Introduction
For many of us, the Internet and Web Browsing has become a daily
activity. Whether it is for checking stock prices, buying food, doing work, ordering books
and music, or just to browse a favorite site, web browsing has become an institution
in our lives much the way television is. Have you ever wondered how this whole
web thing works, though? This tutorial is designed to explain the history
and concepts of the Web and how it works technically. After you browse to
a site, you will understand actually how it is done and how your computer
retrieves this information. Our first stop, is the history of the Web.
History of the Web
The Web finds its roots at CERN, the European Organization for
Particle Physics Research, in 1989 when Tim Berners-Lee and Robert Cailliau
designed a system called Enquire. This system would allow documents to have
links between different pieces of data whether they be files on the local
computer or stored on a remote computer. The main motivation is said to have
been the ability to access library information that was spread across multiple
servers at CERN.
On November 12th, 1990, Tim Berners-Lee published a formal proposal
called "Information Management: A Proposal" that outlined the World
Wide Web as we know it today by using a system for displaying information
called HyperText, which was first described 1945
by a man named Vannevar Bush, to link documents into a large scale information
pool. The following day on November 13th, 1990, Tim Berners-Lee created the
first web page and that following December wrote the first web browser and
web server. The name of this program that was created, was called the WorldWideWeb.
Thus we have the name we use today.
As development of the WorldWideWeb continued, more people from
around the world started to get involved , until in 1992 one of the first
web browsers that supported graphics was introduced called Pei-Yuan Wei's
Viola. This led to Marc Andreessen of NCSA, releasing in 1993 a program for
UNIX called Mosaic. Mosaic was the spark that marked the rise in popularity
of the World Wide Web and no longer kept it confined in the academic circles.
Marc Andreesen went on to form Mosaic Communications, which then evolved into
Netscape Communications. Netscape was the first mainstream graphical
Web Browser.
As time went on, more features started to be added to the browser,
more companies got on the Internet, and personal homepages started springing
up everywhere, and the Web as we know it was created.
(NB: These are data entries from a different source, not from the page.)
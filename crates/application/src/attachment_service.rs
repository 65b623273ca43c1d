use std::sync::Arc;

use bugzot_core::{AppError, AppResult};
use bugzot_domain::{
    Action, Actor, Attachment, AttachmentId, AttachmentUpload, AuditAction, Bug, BugId,
    NewAuditEntry, ResourceKind, ResourceTarget,
};
use serde_json::json;
use tracing::info;

use crate::{AttachmentRepository, AuthorizationService, BugRepository};

/// Application service for attachment metadata. File bytes live elsewhere;
/// only the caller-supplied storage path is recorded.
#[derive(Clone)]
pub struct AttachmentService {
    attachment_repository: Arc<dyn AttachmentRepository>,
    bug_repository: Arc<dyn BugRepository>,
    authorization_service: AuthorizationService,
}

impl AttachmentService {
    /// Creates a new attachment service.
    #[must_use]
    pub fn new(
        attachment_repository: Arc<dyn AttachmentRepository>,
        bug_repository: Arc<dyn BugRepository>,
        authorization_service: AuthorizationService,
    ) -> Self {
        Self {
            attachment_repository,
            bug_repository,
            authorization_service,
        }
    }

    /// Records a new attachment version on a bug.
    pub async fn create_attachment(
        &self,
        actor: &Actor,
        bug_id: BugId,
        upload: AttachmentUpload,
    ) -> AppResult<Attachment> {
        let bug = self.load_bug(bug_id).await?;
        let decision = self
            .authorization_service
            .require(actor, Action::Create, &ResourceTarget::attachments_of(&bug))
            .await?;

        let attachment_id = AttachmentId::new();
        let audit = NewAuditEntry::mutation(
            actor.user_id(),
            AuditAction::AttachmentCreated,
            ResourceKind::Attachment,
            attachment_id.as_uuid(),
            decision,
        )
        .with_detail(json!({
            "bug_id": bug_id,
            "filename": upload.filename(),
            "size_bytes": upload.size_bytes(),
        }));

        let committed = self
            .attachment_repository
            .create_attachment(attachment_id, bug_id, actor.user_id(), upload, audit)
            .await?;

        info!(
            actor_id = %actor.user_id(),
            bug_id = %bug_id,
            attachment_id = %attachment_id,
            version = committed.value.version,
            audit_sequence = committed.audit_sequence,
            "attachment recorded"
        );

        Ok(committed.value)
    }

    /// Lists attachments of a bug; older versions only with `include_history`.
    pub async fn list_attachments(
        &self,
        actor: &Actor,
        bug_id: BugId,
        include_history: bool,
    ) -> AppResult<Vec<Attachment>> {
        let bug = self.load_bug(bug_id).await?;
        self.authorization_service
            .require_read(actor, &ResourceTarget::attachments_of(&bug))
            .await?;

        self.attachment_repository
            .list_attachments(bug_id, include_history)
            .await
    }

    /// Returns metadata of one live attachment version.
    pub async fn get_attachment(
        &self,
        actor: &Actor,
        attachment_id: AttachmentId,
    ) -> AppResult<Attachment> {
        let (attachment, bug) = self.load_attachment(attachment_id).await?;
        self.authorization_service
            .require_read(actor, &ResourceTarget::attachment(&attachment, bug.product_id))
            .await?;

        Ok(attachment)
    }

    /// Soft-deletes one attachment version. Uploaders may delete their own.
    pub async fn delete_attachment(
        &self,
        actor: &Actor,
        attachment_id: AttachmentId,
    ) -> AppResult<()> {
        let (attachment, bug) = self.load_attachment(attachment_id).await?;
        let decision = self
            .authorization_service
            .require(
                actor,
                Action::Delete,
                &ResourceTarget::attachment(&attachment, bug.product_id),
            )
            .await?;

        let audit = NewAuditEntry::mutation(
            actor.user_id(),
            AuditAction::AttachmentDeleted,
            ResourceKind::Attachment,
            attachment_id.as_uuid(),
            decision,
        )
        .with_detail(json!({
            "bug_id": bug.id,
            "filename": attachment.filename,
            "version": attachment.version,
        }));

        let committed = self
            .attachment_repository
            .soft_delete_attachment(attachment_id, audit)
            .await?;

        info!(
            actor_id = %actor.user_id(),
            attachment_id = %attachment_id,
            audit_sequence = committed.audit_sequence,
            "attachment deleted"
        );

        Ok(())
    }

    async fn load_bug(&self, bug_id: BugId) -> AppResult<Bug> {
        self.bug_repository
            .find_bug(bug_id)
            .await?
            .ok_or_else(|| AppError::NotFound(format!("bug '{bug_id}' not found")))
    }

    async fn load_attachment(&self, attachment_id: AttachmentId) -> AppResult<(Attachment, Bug)> {
        let attachment = self
            .attachment_repository
            .find_attachment(attachment_id)
            .await?
            .filter(|attachment| !attachment.is_deleted)
            .ok_or_else(|| {
                AppError::NotFound(format!("attachment '{attachment_id}' not found"))
            })?;
        let bug = self.load_bug(attachment.bug_id).await?;

        Ok((attachment, bug))
    }
}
The Technology behind the Web
The web works on three standards. These standards are generally
adhered to by all companies that make products that work with the World Wide
Web.
These standards are:
URL (Uniform Resource Locator): These are the
addresses that you enter into your web browser to connect to a web site. The
URL is broken up into 4 parts which are the protocol, the hostname, the port
number, and the path that you are requesting.
- Protocol:
- The protocol part of an URL is the funny string of characters that you
see before the hostname. Examples are http, ftp, telnet:, etc. They are
separated from the hostname with a colon and two forward slashes ( ://
). These protocols tell your browser what type of service to use when
you connect with the web browser to the hostname. If you leave the protocol
off your address, by default the Web Browser will assume you are using
the HTTP protocol, which is for connecting to web sites, so there is no
need to type in the http:// every time you go to a web site. If you specify
another protocol like ftp, then the browser will act as an ftp client
that will enable you to connect to a ftp server to download files.
- Hostname:
- The hostname is the address you are going to. For example, if
you are going to the address http://www.bleepingcomputer.com, then www.bleepingcomputer.com
is the hostname.
- Port Number:
- The port number is a number that you can append to the hostname with
a colon ( : ) between them. For example http://www.bleepingcomputer.com:80.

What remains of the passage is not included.